Do you think the resolution of a risk or an issue ends up providing “bigger bang for the buck”?

Consider this. A project is on fire because of a severe issue. The project manager, with all his skills and experience, resolves the issue and douses the fire.

Will senior management appreciate the effort of the project manager? Of course. The project manager will be appreciated, even if he himself (or his team) was responsible for causing the issue in the first place.

Consider the alternative. There is risk that is likely to cause an issue in a month or so. The project manager highlights and escalates it to the senior management. He asks for more time and money to plan for and resolve the risk.

What will happen? Most likely project manager’s request will be denied.

Sponsors, customers, and senior managers don’t like to tackle risks proactively. They categorically tell the project manager to concentrate on “Issues at hand.” They say that we can take care of the risks later.

 

Why Do Most Project Managers Ignore the Difference Between Risk and Issue?

Let us take a look at two hypothetical projects (X and Y). Let’s assume that both the projects are similar in size (effort and cost) and land in the middle on the basis of complexity.

 

Project X

The first project was assigned to project manager, Alpha. He is a proactive project manager.

Alpha plans the project carefully. He meticulously understand the requirements, defines the scope, creates WBS, and lists the tasks. He estimates the duration and cost of each task before assigning it to an appropriately skilled resource.

Alpha also prepares a proper risk management plan and risk register. He proactively resolves the risks and regularly monitors the health of the project.

In the end, the project is completed successfully within the allotted time and budget.

During the course of the project, Alpha did not report any major issues. Since the project ran smoothly, senior managers presumed that the project was really simple.

 

Project Y

The second project was assigned to project manager, Beta. He is an action oriented person, always full of energy and passion.

Beta’s motto is “doing is more important than planning.” He believes that execution is paramount, and planning is not as important.

Beta creates a sketchy plan and pre-empts the project execution.
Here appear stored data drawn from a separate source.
#[cfg(test)]
mod tests {
    use std::sync::atomic::{AtomicUsize, Ordering};

    use async_trait::async_trait;
    use serde_json::json;

    use super::*;
    use crate::core::PipelineError;
    use crate::entities::{EntityId, Post, User};
    use crate::hooks::{ActionFilter, ForumHooks, InputHookArgs, Next};
    use crate::store::{ForumStore, MemoryStore};
    use crate::validation::{codes, AsyncValidator, ErrorLocation, FieldValue};

    /// Seeds: open categories 5 and 6, closed category 7, thread 1 in 5,
    /// thread 2 in 6, thread 3 in 5.
    fn seeded_store() -> Arc<MemoryStore> {
        let store = Arc::new(MemoryStore::new());
        store.seed_category(Category::new(5, "General"));
        store.seed_category(Category::new(6, "Restricted"));
        store.seed_category(Category::new(7, "Archive").closed());
        store.seed_thread(Thread::new(1, 5, "First"));
        store.seed_thread(Thread::new(2, 6, "Second"));
        store.seed_thread(Thread::new(3, 5, "Third"));
        store
    }

    fn moderator_of_5() -> User {
        User::new(42, "Moderator", "mod@example.com", "hash").moderating(vec![5])
    }

    #[tokio::test]
    async fn test_moves_threads_and_persists() {
        let store = seeded_store();
        let ctx = Arc::new(
            RequestContext::new(store.clone())
                .with_user(User::new(1, "Admin", "a@example.com", "hash").as_moderator()),
        );

        let response = move_threads(&ctx, &json!({"threads": [1, 2], "category": 5}))
            .await
            .unwrap();

        assert!(response.errors.is_none());
        let threads = response.threads.unwrap();
        assert_eq!(threads.len(), 2);
        assert!(threads.iter().all(|t| t.category_id == 5));

        // Persisted
        let stored = store.load_thread(2).await.unwrap().unwrap();
        assert_eq!(stored.category_id, 5);
    }

    #[tokio::test]
    async fn test_partial_failure_reports_indexes_and_echoes_loaded() {
        // Thread 999 does not exist; the caller does not moderate thread 2's
        // category. Both failures surface; threads 1 and 2 are still echoed.
        let store = seeded_store();
        let ctx = Arc::new(RequestContext::new(store.clone()).with_user(moderator_of_5()));

        let response = move_threads(&ctx, &json!({"threads": [1, 2, 999], "category": 5}))
            .await
            .unwrap();

        let errors = response.errors.unwrap();
        let entries: Vec<_> = errors.iter().collect();
        assert_eq!(entries.len(), 2);
        assert_eq!(entries[0].location, ErrorLocation::index("threads", 1));
        assert_eq!(entries[0].code, codes::NOT_MODERATOR);
        assert_eq!(entries[1].location, ErrorLocation::index("threads", 2));
        assert_eq!(entries[1].code, codes::THREAD_NOT_EXISTS);

        let echoed: Vec<_> = response.threads.unwrap().iter().map(|t| t.id).collect();
        assert_eq!(echoed, vec![1, 2]);

        // Nothing moved
        let stored = store.load_thread(1).await.unwrap().unwrap();
        assert_eq!(stored.category_id, 5);
    }

    #[tokio::test]
    async fn test_closed_target_category_is_rejected() {
        let store = seeded_store();
        let ctx = Arc::new(RequestContext::new(store).with_user(moderator_of_5()));

        let response = move_threads(&ctx, &json!({"threads": [1], "category": 7}))
            .await
            .unwrap();

        let errors = response.errors.unwrap();
        let entry = errors.iter().next().unwrap();
        assert_eq!(entry.location, ErrorLocation::field("category"));
        assert_eq!(entry.code, codes::CATEGORY_CLOSED);
    }

    #[tokio::test]
    async fn test_unauthorized_root_error_still_echoes_threads() {
        let store = seeded_store();
        let ctx = Arc::new(RequestContext::new(store)); // anonymous

        let response = move_threads(&ctx, &json!({"threads": [1], "category": 5}))
            .await
            .unwrap();

        let errors = response.errors.unwrap();
        assert!(errors.has_root_errors());
        // Best-effort echo is independent of the validation outcome
        let echoed: Vec<_> = response.threads.unwrap().iter().map(|t| t.id).collect();
        assert_eq!(echoed, vec![1]);
    }

    /// Store wrapper counting every call, for the short-circuit test
    struct CountingStore {
        inner: Arc<MemoryStore>,
        calls: AtomicUsize,
    }

    impl CountingStore {
        fn new(inner: Arc<MemoryStore>) -> Self {
            Self {
                inner,
                calls: AtomicUsize::new(0),
            }
        }

        fn tick(&self) {
            self.calls.fetch_add(1, Ordering::SeqCst);
        }
    }

    #[async_trait]
    impl ForumStore for CountingStore {
        async fn load_threads(&self, ids: &[EntityId]) -> PipelineResult<Vec<Thread>> {
            self.tick();
            self.inner.load_threads(ids).await
        }

        async fn load_thread(&self, id: EntityId) -> PipelineResult<Option<Thread>> {
            self.tick();
            self.inner.load_thread(id).await
        }

        async fn load_category(&self, id: EntityId) -> PipelineResult<Option<Category>> {
            self.tick();
            self.inner.load_category(id).await
        }

        async fn load_post(&self, id: EntityId) -> PipelineResult<Option<Post>> {
            self.tick();
            self.inner.load_post(id).await
        }

        async fn load_user(&self, id: EntityId) -> PipelineResult<Option<User>> {
            self.tick();
            self.inner.load_user(id).await
        }

        async fn get_user_by_name(&self, name: &str) -> PipelineResult<Option<User>> {
            self.tick();
            self.inner.get_user_by_name(name).await
        }

        async fn get_user_by_email(&self, email: &str) -> PipelineResult<Option<User>> {
            self.tick();
            self.inner.get_user_by_email(email).await
        }

        async fn store_threads(&self, threads: Vec<Thread>) -> PipelineResult<Vec<Thread>> {
            self.tick();
            self.inner.store_threads(threads).await
        }

        async fn store_thread(&self, thread: Thread) -> PipelineResult<Thread> {
            self.tick();
            self.inner.store_thread(thread).await
        }

        async fn store_post(&self, post: Post) -> PipelineResult<Post> {
            self.tick();
            self.inner.store_post(post).await
        }

        async fn store_user(&self, user: User) -> PipelineResult<User> {
            self.tick();
            self.inner.store_user(user).await
        }

        async fn delete_thread(&self, id: EntityId) -> PipelineResult<()> {
            self.tick();
            self.inner.delete_thread(id).await
        }
    }

    #[tokio::test]
    async fn test_structural_failure_makes_no_store_calls() {
        let store = Arc::new(CountingStore::new(seeded_store()));
        let store_handle: Arc<dyn ForumStore> = store.clone();
        let ctx = Arc::new(RequestContext::new(store_handle).with_user(moderator_of_5()));

        let response = move_threads(&ctx, &json!({"threads": [], "category": 5}))
            .await
            .unwrap();

        let errors = response.errors.unwrap();
        assert_eq!(errors.iter().next().unwrap().code, codes::LIST_EMPTY);
        assert!(response.threads.is_none());
        assert_eq!(store.calls.load(Ordering::SeqCst), 0);
    }

    /// Rejects any value with an extension-specific code
    struct RejectWithCode(&'static str);

    #[async_trait]
    impl AsyncValidator for RejectWithCode {
        async fn validate(
            &self,
            _ctx: &RequestContext,
            _value: FieldValue,
            location: &ErrorLocation,
            errors: &mut ErrorsList,
        ) -> PipelineResult<Option<FieldValue>> {
            errors.add(location.clone(), self.0);
            Ok(None)
        }
    }

    /// Input hook filter injecting an extra category validator
    struct InjectCategoryCheck;

    #[async_trait]
    impl ActionFilter<InputHookArgs, (CleanedData, ErrorsList)> for InjectCategoryCheck {
        async fn filter(
            &self,
            next: Next<'_, InputHookArgs, (CleanedData, ErrorsList)>,
            (ctx, mut validators, data, errors): InputHookArgs,
        ) -> PipelineResult<(CleanedData, ErrorsList)> {
            validators.add_field("category", RejectWithCode("extension_error.category"));
            next.call((ctx, validators, data, errors)).await
        }
    }

    #[tokio::test]
    async fn test_extension_injected_validator_reaches_the_errors_list() {
        let mut hooks = ForumHooks::new();
        hooks.move_threads.input.register(InjectCategoryCheck);

        let ctx = Arc::new(
            RequestContext::new(seeded_store())
                .with_hooks(Arc::new(hooks))
                .with_user(User::new(1, "Admin", "a@example.com", "hash").as_moderator()),
        );

        let response = move_threads(&ctx, &json!({"threads": [1], "category": 5}))
            .await
            .unwrap();

        let errors = response.errors.unwrap();
        assert!(errors
            .iter()
            .any(|e| e.code == "extension_error.category"
                && e.location == ErrorLocation::field("category")));
    }

    #[tokio::test]
    async fn test_model_hook_sees_settings() {
        use crate::core::ForumSettings;

        let ctx = Arc::new(
            RequestContext::new(seeded_store())
                .with_settings(ForumSettings::default().with_bulk_action_limit(2))
                .with_user(User::new(1, "Admin", "a@example.com", "hash").as_moderator()),
        );

        let response = move_threads(&ctx, &json!({"threads": [1, 2, 3], "category": 5}))
            .await
            .unwrap();

        let errors = response.errors.unwrap();
        assert_eq!(errors.iter().next().unwrap().code, codes::LIST_TOO_LONG);
    }

    #[tokio::test]
    async fn test_collaborator_failure_is_a_hard_error() {
        struct BrokenStore;

        #[async_trait]
        impl ForumStore for BrokenStore {
            async fn load_threads(&self, _ids: &[EntityId]) -> PipelineResult<Vec<Thread>> {
                Err(PipelineError::store("down"))
            }
            async fn load_thread(&self, _id: EntityId) -> PipelineResult<Option<Thread>> {
                Err(PipelineError::store("down"))
            }
            async fn load_category(&self, _id: EntityId) -> PipelineResult<Option<Category>> {
                Err(PipelineError::store("down"))
            }
            async fn load_post(&self, _id: EntityId) -> PipelineResult<Option<Post>> {
                Err(PipelineError::store("down"))
            }
            async fn load_user(&self, _id: EntityId) -> PipelineResult<Option<User>> {
                Err(PipelineError::store("down"))
            }
            async fn get_user_by_name(&self, _name: &str) -> PipelineResult<Option<User>> {
                Err(PipelineError::store("down"))
            }
            async fn get_user_by_email(&self, _email: &str) -> PipelineResult<Option<User>> {
                Err(PipelineError::store("down"))
            }
            async fn store_threads(&self, _threads: Vec<Thread>) -> PipelineResult<Vec<Thread>> {
                Err(PipelineError::store("down"))
            }
            async fn store_thread(&self, _thread: Thread) -> PipelineResult<Thread> {
                Err(PipelineError::store("down"))
            }
            async fn store_post(&self, _post: Post) -> PipelineResult<Post> {
                Err(PipelineError::store("down"))
            }
            async fn store_user(&self, _user: User) -> PipelineResult<User> {
                Err(PipelineError::store("down"))
            }
            async fn delete_thread(&self, _id: EntityId) -> PipelineResult<()> {
                Err(PipelineError::store("down"))
            }
        }

        let ctx = Arc::new(
            RequestContext::new(Arc::new(BrokenStore)).with_user(moderator_of_5()),
        );

        let err = move_threads(&ctx, &json!({"threads": [1], "category": 5}))
            .await
            .unwrap_err();
        assert!(matches!(err, PipelineError::Store(_)));
    }

    #[tokio::test]
    async fn test_response_serialization_carries_errors_and_echo() {
        let ctx = Arc::new(RequestContext::new(seeded_store())); // anonymous

        let response = move_threads(&ctx, &json!({"threads": [1], "category": 5}))
            .await
            .unwrap();
        let json = serde_json::to_value(&response).unwrap();

        assert!(json["errors"].is_array());
        // Bulk moderator failure first, root failure second: append order
        assert_eq!(json["errors"][0]["location"], json!(["threads", 0]));
        assert_eq!(json["errors"][1]["location"], json!(["__root__"]));
        assert_eq!(json["threads"][0]["id"], 1);
    }
}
He does not bother to consider a risk management plan or risk register. To his credit, he regularly monitors how the project is proceeding.

Due to lack of planning, the project repeatedly encounters a lot of issues. Beta reacts to the issues and manages them as they come. The team must expend extra effort to overcome these issues that could have been avoided.

In the end, the project is completed successfully albeit a bit late and over-budget.

During the course of this project, Beta makes a lot of noise about the issues. Everyone in the company is aware of what’s coming up. Senior managers think that the project was extremely difficult, but that Beta overcame the odds through persistence and hard work. They believe that the project was really complex, and that Beta did an excellent job.

Which project manager do you think would be rewarded at the year-end appraisal?

 

Conclusion

The truth of corporate life is that execution is given more importance over planning. Risk identification, analysis, and resolution are an important part of planning, but isn’t given due importance in the corporate world.

Instead, no one wants to spend time or money on probable future problems (aka risks).

Senior managers reward project managers who overcome the issues, even if they came about because of the project manager’s goof-ups. Somehow, meticulous planning and proactive risk management goes unrecognized.

The project manager in me does not support the current situation. Even though I know Jason’s approach to project management is wrong, I can understand what he is doing.

Whenever I take up project consultancy assignments, I always take note of the project risks before doing anything else. During my training sessions, I tell my students to identify, analyze, and resolve risks proactively.

What are your thoughts about the current corporate world scenario? Who do you think follows the right approach for managing projects? Alpha or Beta? And, how do you deal with risks and issues in your job?